REQUIRED WORK
Using the entries that follow, count the lines containing the word "Cancel" and give that number by itself.

MATERIAL FOR THE TASK
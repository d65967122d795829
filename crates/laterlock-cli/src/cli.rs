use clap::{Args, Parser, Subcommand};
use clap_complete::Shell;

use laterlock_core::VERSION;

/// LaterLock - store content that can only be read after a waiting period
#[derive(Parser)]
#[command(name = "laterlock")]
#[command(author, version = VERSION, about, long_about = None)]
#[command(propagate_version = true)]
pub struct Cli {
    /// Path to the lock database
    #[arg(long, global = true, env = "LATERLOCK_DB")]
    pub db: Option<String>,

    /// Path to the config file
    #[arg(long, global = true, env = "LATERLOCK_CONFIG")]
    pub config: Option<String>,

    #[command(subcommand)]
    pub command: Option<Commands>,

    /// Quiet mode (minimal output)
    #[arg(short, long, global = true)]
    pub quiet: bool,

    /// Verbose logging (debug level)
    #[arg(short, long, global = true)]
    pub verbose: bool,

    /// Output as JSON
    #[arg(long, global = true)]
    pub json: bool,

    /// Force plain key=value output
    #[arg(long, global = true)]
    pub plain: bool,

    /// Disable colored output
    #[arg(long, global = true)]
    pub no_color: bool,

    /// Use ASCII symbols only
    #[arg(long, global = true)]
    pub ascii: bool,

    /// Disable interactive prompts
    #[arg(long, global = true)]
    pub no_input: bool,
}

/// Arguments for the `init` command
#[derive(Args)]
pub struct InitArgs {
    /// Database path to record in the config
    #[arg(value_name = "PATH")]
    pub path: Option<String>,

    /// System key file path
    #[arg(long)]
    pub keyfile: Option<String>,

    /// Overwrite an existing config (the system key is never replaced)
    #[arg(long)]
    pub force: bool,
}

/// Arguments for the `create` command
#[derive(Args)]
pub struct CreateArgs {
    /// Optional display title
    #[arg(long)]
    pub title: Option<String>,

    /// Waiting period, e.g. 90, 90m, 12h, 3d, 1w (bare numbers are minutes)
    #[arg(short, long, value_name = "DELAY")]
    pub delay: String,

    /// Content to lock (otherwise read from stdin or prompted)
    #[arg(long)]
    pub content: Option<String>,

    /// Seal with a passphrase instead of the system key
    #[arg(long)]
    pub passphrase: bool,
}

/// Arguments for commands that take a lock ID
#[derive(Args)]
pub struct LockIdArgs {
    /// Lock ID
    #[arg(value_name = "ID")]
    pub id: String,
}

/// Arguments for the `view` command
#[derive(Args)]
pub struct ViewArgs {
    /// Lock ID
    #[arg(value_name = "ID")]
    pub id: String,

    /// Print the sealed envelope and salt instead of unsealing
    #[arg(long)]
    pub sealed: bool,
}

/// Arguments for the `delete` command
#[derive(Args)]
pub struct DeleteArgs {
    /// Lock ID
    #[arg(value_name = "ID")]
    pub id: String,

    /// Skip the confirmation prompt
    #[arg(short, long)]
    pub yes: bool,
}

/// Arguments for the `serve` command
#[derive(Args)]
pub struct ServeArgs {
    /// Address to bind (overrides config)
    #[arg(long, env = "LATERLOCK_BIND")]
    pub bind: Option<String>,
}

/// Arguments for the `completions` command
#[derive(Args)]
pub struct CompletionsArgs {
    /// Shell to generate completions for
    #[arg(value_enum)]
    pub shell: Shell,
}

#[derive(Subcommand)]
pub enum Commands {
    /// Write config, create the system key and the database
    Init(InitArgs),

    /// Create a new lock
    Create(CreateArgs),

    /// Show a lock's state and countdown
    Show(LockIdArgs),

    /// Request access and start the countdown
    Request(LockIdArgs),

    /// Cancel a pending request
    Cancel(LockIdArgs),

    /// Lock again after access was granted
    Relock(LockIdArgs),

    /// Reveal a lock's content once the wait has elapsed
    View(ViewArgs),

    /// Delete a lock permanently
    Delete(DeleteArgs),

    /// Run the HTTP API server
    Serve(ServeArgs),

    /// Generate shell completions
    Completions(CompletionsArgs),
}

* * *

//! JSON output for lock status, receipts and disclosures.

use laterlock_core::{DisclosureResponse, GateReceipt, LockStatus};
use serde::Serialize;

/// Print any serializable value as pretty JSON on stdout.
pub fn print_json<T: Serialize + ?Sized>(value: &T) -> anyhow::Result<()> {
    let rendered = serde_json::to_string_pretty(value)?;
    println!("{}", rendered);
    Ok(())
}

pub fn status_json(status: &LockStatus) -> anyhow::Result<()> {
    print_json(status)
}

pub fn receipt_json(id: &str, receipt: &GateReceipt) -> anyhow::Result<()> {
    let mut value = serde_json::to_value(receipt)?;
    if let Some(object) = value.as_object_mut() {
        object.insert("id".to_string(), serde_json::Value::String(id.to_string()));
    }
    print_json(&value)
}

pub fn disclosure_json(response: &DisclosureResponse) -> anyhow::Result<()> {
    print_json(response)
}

...

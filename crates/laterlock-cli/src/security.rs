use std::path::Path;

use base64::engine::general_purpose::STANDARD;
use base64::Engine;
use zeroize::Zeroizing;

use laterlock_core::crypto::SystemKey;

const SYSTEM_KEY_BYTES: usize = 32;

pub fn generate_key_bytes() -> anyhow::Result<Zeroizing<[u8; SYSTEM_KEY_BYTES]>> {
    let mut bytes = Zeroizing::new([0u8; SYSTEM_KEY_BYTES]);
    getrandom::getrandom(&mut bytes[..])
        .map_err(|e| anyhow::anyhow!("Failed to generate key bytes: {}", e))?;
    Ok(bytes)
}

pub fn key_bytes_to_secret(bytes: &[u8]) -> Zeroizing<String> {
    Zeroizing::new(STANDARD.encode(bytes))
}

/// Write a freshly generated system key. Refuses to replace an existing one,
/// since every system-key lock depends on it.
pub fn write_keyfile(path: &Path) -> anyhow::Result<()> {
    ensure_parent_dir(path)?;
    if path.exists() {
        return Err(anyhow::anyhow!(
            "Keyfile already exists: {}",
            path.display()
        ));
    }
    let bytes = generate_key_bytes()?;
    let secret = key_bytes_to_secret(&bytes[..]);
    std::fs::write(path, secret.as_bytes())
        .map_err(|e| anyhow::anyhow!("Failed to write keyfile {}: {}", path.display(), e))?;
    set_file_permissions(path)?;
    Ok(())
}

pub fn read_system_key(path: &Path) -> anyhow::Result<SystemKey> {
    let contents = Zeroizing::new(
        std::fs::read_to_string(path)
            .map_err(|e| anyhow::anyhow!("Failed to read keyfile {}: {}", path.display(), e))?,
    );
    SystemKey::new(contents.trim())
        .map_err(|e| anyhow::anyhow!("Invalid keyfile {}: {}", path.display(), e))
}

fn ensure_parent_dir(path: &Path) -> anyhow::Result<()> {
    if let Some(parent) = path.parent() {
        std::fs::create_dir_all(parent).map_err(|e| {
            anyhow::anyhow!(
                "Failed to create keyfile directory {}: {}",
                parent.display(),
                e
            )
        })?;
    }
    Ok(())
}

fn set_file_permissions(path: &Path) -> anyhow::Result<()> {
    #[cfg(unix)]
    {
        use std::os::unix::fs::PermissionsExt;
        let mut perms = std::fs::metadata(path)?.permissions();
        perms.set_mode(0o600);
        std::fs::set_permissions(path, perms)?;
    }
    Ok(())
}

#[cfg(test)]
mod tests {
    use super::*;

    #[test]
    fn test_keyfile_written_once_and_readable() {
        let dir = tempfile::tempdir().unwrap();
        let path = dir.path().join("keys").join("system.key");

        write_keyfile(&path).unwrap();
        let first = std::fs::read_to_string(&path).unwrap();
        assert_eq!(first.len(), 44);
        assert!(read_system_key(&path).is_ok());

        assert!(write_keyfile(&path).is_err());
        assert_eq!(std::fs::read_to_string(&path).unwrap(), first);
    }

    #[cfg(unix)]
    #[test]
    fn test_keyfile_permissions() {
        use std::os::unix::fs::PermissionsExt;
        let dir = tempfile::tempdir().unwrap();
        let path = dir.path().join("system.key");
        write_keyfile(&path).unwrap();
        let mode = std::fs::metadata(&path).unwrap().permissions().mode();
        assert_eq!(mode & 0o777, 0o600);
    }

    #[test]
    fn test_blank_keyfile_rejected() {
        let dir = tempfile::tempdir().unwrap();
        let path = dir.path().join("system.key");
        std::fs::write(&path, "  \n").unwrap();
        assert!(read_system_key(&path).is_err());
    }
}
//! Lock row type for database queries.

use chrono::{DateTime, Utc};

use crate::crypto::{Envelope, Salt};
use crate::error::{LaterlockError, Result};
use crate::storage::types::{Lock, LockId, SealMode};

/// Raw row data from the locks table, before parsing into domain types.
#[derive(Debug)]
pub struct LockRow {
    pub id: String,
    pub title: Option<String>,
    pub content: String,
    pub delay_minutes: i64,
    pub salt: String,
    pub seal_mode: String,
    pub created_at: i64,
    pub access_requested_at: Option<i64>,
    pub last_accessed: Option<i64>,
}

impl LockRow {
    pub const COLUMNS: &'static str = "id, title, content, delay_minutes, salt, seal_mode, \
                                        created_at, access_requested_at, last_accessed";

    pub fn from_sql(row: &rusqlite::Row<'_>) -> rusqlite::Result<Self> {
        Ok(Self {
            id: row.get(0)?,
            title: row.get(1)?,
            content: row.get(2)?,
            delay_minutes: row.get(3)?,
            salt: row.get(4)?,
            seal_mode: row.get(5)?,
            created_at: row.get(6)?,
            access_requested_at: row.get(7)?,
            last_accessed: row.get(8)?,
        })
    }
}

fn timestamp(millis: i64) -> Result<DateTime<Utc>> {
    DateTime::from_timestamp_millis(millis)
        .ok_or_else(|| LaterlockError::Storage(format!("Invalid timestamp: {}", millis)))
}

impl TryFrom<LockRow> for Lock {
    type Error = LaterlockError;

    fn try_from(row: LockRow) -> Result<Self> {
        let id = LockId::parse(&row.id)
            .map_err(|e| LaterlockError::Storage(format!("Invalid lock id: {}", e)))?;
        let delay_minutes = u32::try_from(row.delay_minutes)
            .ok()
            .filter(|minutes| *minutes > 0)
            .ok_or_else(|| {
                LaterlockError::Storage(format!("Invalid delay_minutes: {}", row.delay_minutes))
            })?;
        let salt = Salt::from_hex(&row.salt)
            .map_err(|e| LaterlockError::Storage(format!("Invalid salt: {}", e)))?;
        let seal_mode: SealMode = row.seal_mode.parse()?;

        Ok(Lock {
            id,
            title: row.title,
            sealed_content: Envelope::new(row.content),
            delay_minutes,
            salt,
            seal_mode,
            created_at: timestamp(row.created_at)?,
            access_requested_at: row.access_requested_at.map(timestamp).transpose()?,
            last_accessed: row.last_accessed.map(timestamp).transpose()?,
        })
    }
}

YOUR SOLUTION
2